Lead, an environmental toxin, is known to impair some of the functional properties of osteocalcin, a small protein (MW, 5700) active in bone mineralization and resorption. To investigate a possible mechanism of lead toxicity at the molecular level, we have studied the interaction of lead with osteocalcin using 43Ca and 1H NMR. The measured 43Ca NMR linewidth as well as longitudinal relaxation rate (1/T 1) of 43CaCl 2 progressively increased with increasing amounts of added osteocalcin. A titration measuring 43Ca linewidth as a function of [Ca 2+]/[Osteocalcin] ratio could be fitted to a single metal binding site with a dissociation constant of u μM. The 43Ca 1/T 1 of Ca-osteocalcin decreased in the presence of Pb 2+ due to competitive displacement of Ca 2+ by Pb 2+. The magnitude of decrease in the effect of osteocalcin on 43Ca 1/T 1 in the presence of Pb 2+ was consistent with the existence of only one tight divalent cation binding site.
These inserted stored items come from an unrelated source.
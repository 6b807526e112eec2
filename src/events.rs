//! Process-wide typed event bus.
//!
//! Fire-and-forget: an event reaches the listeners registered at the time it
//! is published and nobody else. Listeners stay registered until their
//! [`Subscription`] is explicitly unsubscribed.

use std::collections::BTreeMap;
use std::sync::atomic::{AtomicBool, Ordering};
use std::sync::{Arc, Mutex, MutexGuard, PoisonError, Weak};

use tracing::{debug, trace};

/// Cross-cutting application events.
#[derive(Debug, Clone, PartialEq, Eq)]
pub enum AppEvent {
  /// The user fulfilled a module item's completion requirement
  ModuleItemRequirementCompleted {
    course_id: String,
    module_id: String,
    item_id: String,
  },
  /// The session was logged out and its cache purged
  SessionEnded,
}

type Listener<E> = Arc<dyn Fn(&E) + Send + Sync>;

struct Listeners<E> {
  next_id: u64,
  by_id: BTreeMap<u64, Listener<E>>,
}

trait Detach: Send + Sync {
  fn detach(&self, id: u64);
}

impl<E> Detach for Mutex<Listeners<E>> {
  fn detach(&self, id: u64) {
    let mut listeners = self.lock().unwrap_or_else(PoisonError::into_inner);
    listeners.by_id.remove(&id);
  }
}

/// Typed publish/subscribe hub. Clones share listeners.
pub struct EventBus<E> {
  inner: Arc<Mutex<Listeners<E>>>,
}

impl<E> Clone for EventBus<E> {
  fn clone(&self) -> Self {
    Self {
      inner: self.inner.clone(),
    }
  }
}

impl<E: 'static> Default for EventBus<E> {
  fn default() -> Self {
    Self::new()
  }
}

impl<E: 'static> EventBus<E> {
  pub fn new() -> Self {
    Self {
      inner: Arc::new(Mutex::new(Listeners {
        next_id: 0,
        by_id: BTreeMap::new(),
      })),
    }
  }

  fn listeners(&self) -> MutexGuard<'_, Listeners<E>> {
    self.inner.lock().unwrap_or_else(PoisonError::into_inner)
  }

  /// Register `listener` for every event published from now on.
  pub fn subscribe(&self, listener: impl Fn(&E) + Send + Sync + 'static) -> Subscription {
    let id = {
      let mut listeners = self.listeners();
      let id = listeners.next_id;
      listeners.next_id += 1;
      listeners.by_id.insert(id, Arc::new(listener));
      id
    };
    trace!(id, "event listener registered");

    let bus: Weak<dyn Detach> = Arc::downgrade(&self.inner) as Weak<dyn Detach>;
    Subscription {
      bus,
      id,
      active: AtomicBool::new(true),
    }
  }

  /// Deliver `event` to the current listeners, returning how many received it.
  ///
  /// Listeners run on the publishing thread, outside the registry lock, so a
  /// listener may subscribe or unsubscribe while handling an event.
  pub fn publish(&self, event: &E) -> usize {
    let snapshot: Vec<Listener<E>> = self.listeners().by_id.values().cloned().collect();
    for listener in &snapshot {
      listener(event);
    }
    snapshot.len()
  }

  pub fn listener_count(&self) -> usize {
    self.listeners().by_id.len()
  }
}

/// Registration handle returned by [`EventBus::subscribe`].
///
/// Dropping the handle does not unsubscribe.
pub struct Subscription {
  bus: Weak<dyn Detach>,
  id: u64,
  active: AtomicBool,
}

impl Subscription {
  /// Remove the listener. Idempotent, and a no-op once the bus is gone.
  pub fn unsubscribe(&self) {
    if !self.active.swap(false, Ordering::SeqCst) {
      return;
    }
    if let Some(bus) = self.bus.upgrade() {
      bus.detach(self.id);
      debug!(id = self.id, "event listener removed");
    }
  }

  pub fn is_active(&self) -> bool {
    self.active.load(Ordering::SeqCst) && self.bus.strong_count() > 0
  }
}

/// Decides when the user has completed enough work to be asked for an app review.
pub struct ReviewPromptTracker {
  state: Arc<Mutex<ReviewState>>,
  subscription: Subscription,
  threshold: u32,
}

#[derive(Debug, Default)]
struct ReviewState {
  completed: u32,
  prompted: bool,
}

/// Completed requirements before the first review prompt.
pub const DEFAULT_REVIEW_THRESHOLD: u32 = 3;

impl ReviewPromptTracker {
  pub fn new(bus: &EventBus<AppEvent>, threshold: u32) -> Self {
    let state = Arc::new(Mutex::new(ReviewState::default()));
    let listener_state = state.clone();

    let subscription = bus.subscribe(move |event| {
      if let AppEvent::ModuleItemRequirementCompleted { .. } = event {
        let mut state = listener_state
          .lock()
          .unwrap_or_else(PoisonError::into_inner);
        state.completed += 1;
      }
    });

    Self {
      state,
      subscription,
      threshold,
    }
  }

  fn state(&self) -> MutexGuard<'_, ReviewState> {
    self.state.lock().unwrap_or_else(PoisonError::into_inner)
  }

  pub fn completed(&self) -> u32 {
    self.state().completed
  }

  pub fn should_prompt(&self) -> bool {
    let state = self.state();
    !state.prompted && state.completed >= self.threshold
  }

  pub fn mark_prompted(&self) {
    self.state().prompted = true;
  }

  /// Stop counting events.
  pub fn detach(&self) {
    self.subscription.unsubscribe();
  }
}
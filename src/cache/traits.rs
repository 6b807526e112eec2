//! Core traits and types for the caching system.

use chrono::{DateTime, Utc};
use serde::{de::DeserializeOwned, Serialize};

use crate::error::SyncError;

/// Trait for entities that can be cached and reconciled.
///
/// Implementors provide a natural key that is stable across server responses.
/// Keys only need to be unique within one `kind()`.
pub trait Entity: Clone + Send + Sync + Serialize + DeserializeOwned + 'static {
  /// Entity type name for storage organization (e.g., "module", "module_item")
  fn kind() -> &'static str;

  /// Server-assigned identifier, namespaced by its parent where ids collide
  /// across parents (e.g. `"<courseID>/<itemID>"`).
  fn natural_key(&self) -> String;

  /// Natural key of the owning record, if any.
  fn parent_key(&self) -> Option<String> {
    None
  }

  /// Server-assigned position among siblings.
  fn position(&self) -> Option<i64> {
    None
  }

  /// Reject payloads that decoded but cannot be stored meaningfully.
  fn validate(&self) -> Result<(), String> {
    Ok(())
  }

  /// A synthetic sibling this record asks for, placed right after it.
  fn derived(&self) -> Option<Derived<Self>> {
    None
  }
}

/// A synthetic record produced while reconciling its trigger.
///
/// The stored key is always `"<triggerKey>-<suffix>"`.
#[derive(Debug, Clone)]
pub struct Derived<T> {
  pub suffix: &'static str,
  pub record: T,
}

impl<T> Derived<T> {
  pub fn new(suffix: &'static str, record: T) -> Self {
    Self { suffix, record }
  }

  pub fn key_for(&self, trigger_key: &str) -> String {
    format!("{}-{}", trigger_key, self.suffix)
  }
}

/// Result from a cache operation, including data and metadata about the source.
#[derive(Debug)]
pub struct CacheResult<T> {
  /// The actual data
  pub data: T,
  /// Where the data came from
  pub source: CacheSource,
  /// When the cache key was last refreshed successfully (if known)
  pub cached_at: Option<DateTime<Utc>>,
  /// The refresh failure that forced an offline answer
  pub error: Option<SyncError>,
}

impl<T> CacheResult<T> {
  /// Create a new cache result from fresh network data.
  pub fn from_network(data: T, cached_at: DateTime<Utc>) -> Self {
    Self {
      data,
      source: CacheSource::Network,
      cached_at: Some(cached_at),
      error: None,
    }
  }

  /// Create a new cache result from cached data that is still fresh.
  pub fn from_cache(data: T, cached_at: Option<DateTime<Utc>>) -> Self {
    Self {
      data,
      source: CacheSource::CacheFresh,
      cached_at,
      error: None,
    }
  }

  /// Create a new cache result for offline mode.
  pub fn offline(data: T, cached_at: Option<DateTime<Utc>>, error: SyncError) -> Self {
    Self {
      data,
      source: CacheSource::Offline,
      cached_at,
      error: Some(error),
    }
  }

  pub fn is_offline(&self) -> bool {
    self.source == CacheSource::Offline
  }

  pub fn map<U>(self, f: impl FnOnce(T) -> U) -> CacheResult<U> {
    CacheResult {
      data: f(self.data),
      source: self.source,
      cached_at: self.cached_at,
      error: self.error,
    }
  }
}

/// Indicates where cached data came from.
#[derive(Debug, Clone, Copy, PartialEq, Eq)]
pub enum CacheSource {
  /// Fresh data from network
  Network,
  /// Data from cache, still within its time-to-live
  CacheFresh,
  /// Offline mode - the refresh failed, serving cached data
  Offline,
}

impl std::fmt::Display for CacheSource {
  fn fmt(&self, f: &mut std::fmt::Formatter<'_>) -> std::fmt::Result {
    match self {
      CacheSource::Network => write!(f, "network"),
      CacheSource::CacheFresh => write!(f, "cache"),
      CacheSource::Offline => write!(f, "offline"),
    }
  }
}
//! Lifetime-scoped registry of shared per-key objects.

use std::collections::HashMap;
use std::hash::Hash;
use std::sync::{Arc, Mutex, MutexGuard, PoisonError};

/// Hands out one shared instance per key for as long as the registry lives.
///
/// Owned by the session, so nothing leaks across sessions or tests.
pub struct Registry<K, V> {
  entries: Mutex<HashMap<K, Arc<V>>>,
}

impl<K: Eq + Hash + Clone, V> Default for Registry<K, V> {
  fn default() -> Self {
    Self::new()
  }
}

impl<K: Eq + Hash + Clone, V> Registry<K, V> {
  pub fn new() -> Self {
    Self {
      entries: Mutex::new(HashMap::new()),
    }
  }

  fn entries(&self) -> MutexGuard<'_, HashMap<K, Arc<V>>> {
    self.entries.lock().unwrap_or_else(PoisonError::into_inner)
  }

  /// The instance for `key`, created with `make` on first use.
  pub fn get_or_insert_with(&self, key: &K, make: impl FnOnce() -> V) -> Arc<V> {
    self
      .entries()
      .entry(key.clone())
      .or_insert_with(|| Arc::new(make()))
      .clone()
  }

  pub fn get(&self, key: &K) -> Option<Arc<V>> {
    self.entries().get(key).cloned()
  }

  pub fn remove(&self, key: &K) -> Option<Arc<V>> {
    self.entries().remove(key)
  }

  /// Forget every instance. Outstanding `Arc`s stay valid.
  pub fn clear(&self) {
    self.entries().clear();
  }

  pub fn len(&self) -> usize {
    self.entries().len()
  }

  pub fn is_empty(&self) -> bool {
    self.entries().is_empty()
  }
}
An analysis of the NMR T 1, data in osteocalcin solutions containing both Pb 2+ and Ca 2+ yielded a Pb-osteocalcin dissociation constant of about 2 nM. The 1H NMR spectra showed Pb-induced changes in the same aliphatic and aromatic resonances of osteocalcin that are also affected by Ca 2+-binding, supporting interaction of Pb 2+ at the Ca 2+ site. However, the existence of significant differences between the Pb-osteocalcin and Ca-osteocalcin NMR spectra indicates some differences in the structures of the two complexes. Since Pb 2+ inhibits the binding of osteocalcin to hydraxyapatite, the high affinity of Pb 2+ for osteocalcin would indicate significant inactivation of osteocalcin even at submicromolar free lead levels. Pb 2+-induced inactivation of osteocalcin could affect bone mineral dynamics and may be related to the observed inverse correlation between blood Pb 2+-levels and stature and chest circumference observed in growing children.